• Problem: Go to the line containing "instruction.id()" in the records below and retype from there through the final line, exactly.

• Extracted data entries:
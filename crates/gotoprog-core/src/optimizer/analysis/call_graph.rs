//! Direct-call graph over a function table.

use crate::interner::{StringId, StringInterner};
use crate::ir::functions::GotoFunctions;
use crate::ir::program::GotoProgram;
use indexmap::IndexMap;
use rustc_hash::{FxBuildHasher, FxHashSet};

/// Caller → callees, one entry per function in the table.
#[derive(Debug, Default, Clone)]
pub struct CallGraph {
    edges: IndexMap<StringId, Vec<StringId>, FxBuildHasher>,
}

impl CallGraph {
    /// Build the graph of direct calls.
    ///
    /// # Panics
    ///
    /// Panics on a call whose callee is not a plain symbol. Virtual calls
    /// must be lowered before the graph is built.
    pub fn build(functions: &GotoFunctions, interner: &StringInterner) -> Self {
        let mut edges = IndexMap::default();
        for (name, function) in functions.iter() {
            edges.insert(name, direct_callees(interner, name, &function.body));
        }
        Self { edges }
    }

    pub fn callees(&self, function: StringId) -> &[StringId] {
        self.edges
            .get(&function)
            .map(Vec::as_slice)
            .unwrap_or(&[])
    }

    /// Every function reachable from `entry`, including `entry` itself and
    /// callees with no entry in the table.
    pub fn reachable_from(&self, entry: StringId) -> FxHashSet<StringId> {
        let mut seen = FxHashSet::default();
        let mut worklist = vec![entry];
        seen.insert(entry);

        while let Some(function) = worklist.pop() {
            for &callee in self.callees(function) {
                if seen.insert(callee) {
                    worklist.push(callee);
                }
            }
        }
        seen
    }
}

fn direct_callees(
    interner: &StringInterner,
    caller: StringId,
    body: &GotoProgram,
) -> Vec<StringId> {
    let mut callees = Vec::new();
    for instruction in body.iter() {
        let Some(call) = instruction.function_call() else {
            continue;
        };
        let callee = call.function.identifier().unwrap_or_else(|| {
            panic!(
                "call in function `{}` at {} has a non-symbol callee; remove virtual functions first",
                interner.resolve(caller),
                instruction.id()
            )
        });
        if !callees.contains(&callee) {
            callees.push(callee);
        }
    }
    callees
}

• Answer to this exercise:
                instruction.id()
            )
        });
        if !callees.contains(&callee) {
            callees.push(callee);
        }
    }
    callees
}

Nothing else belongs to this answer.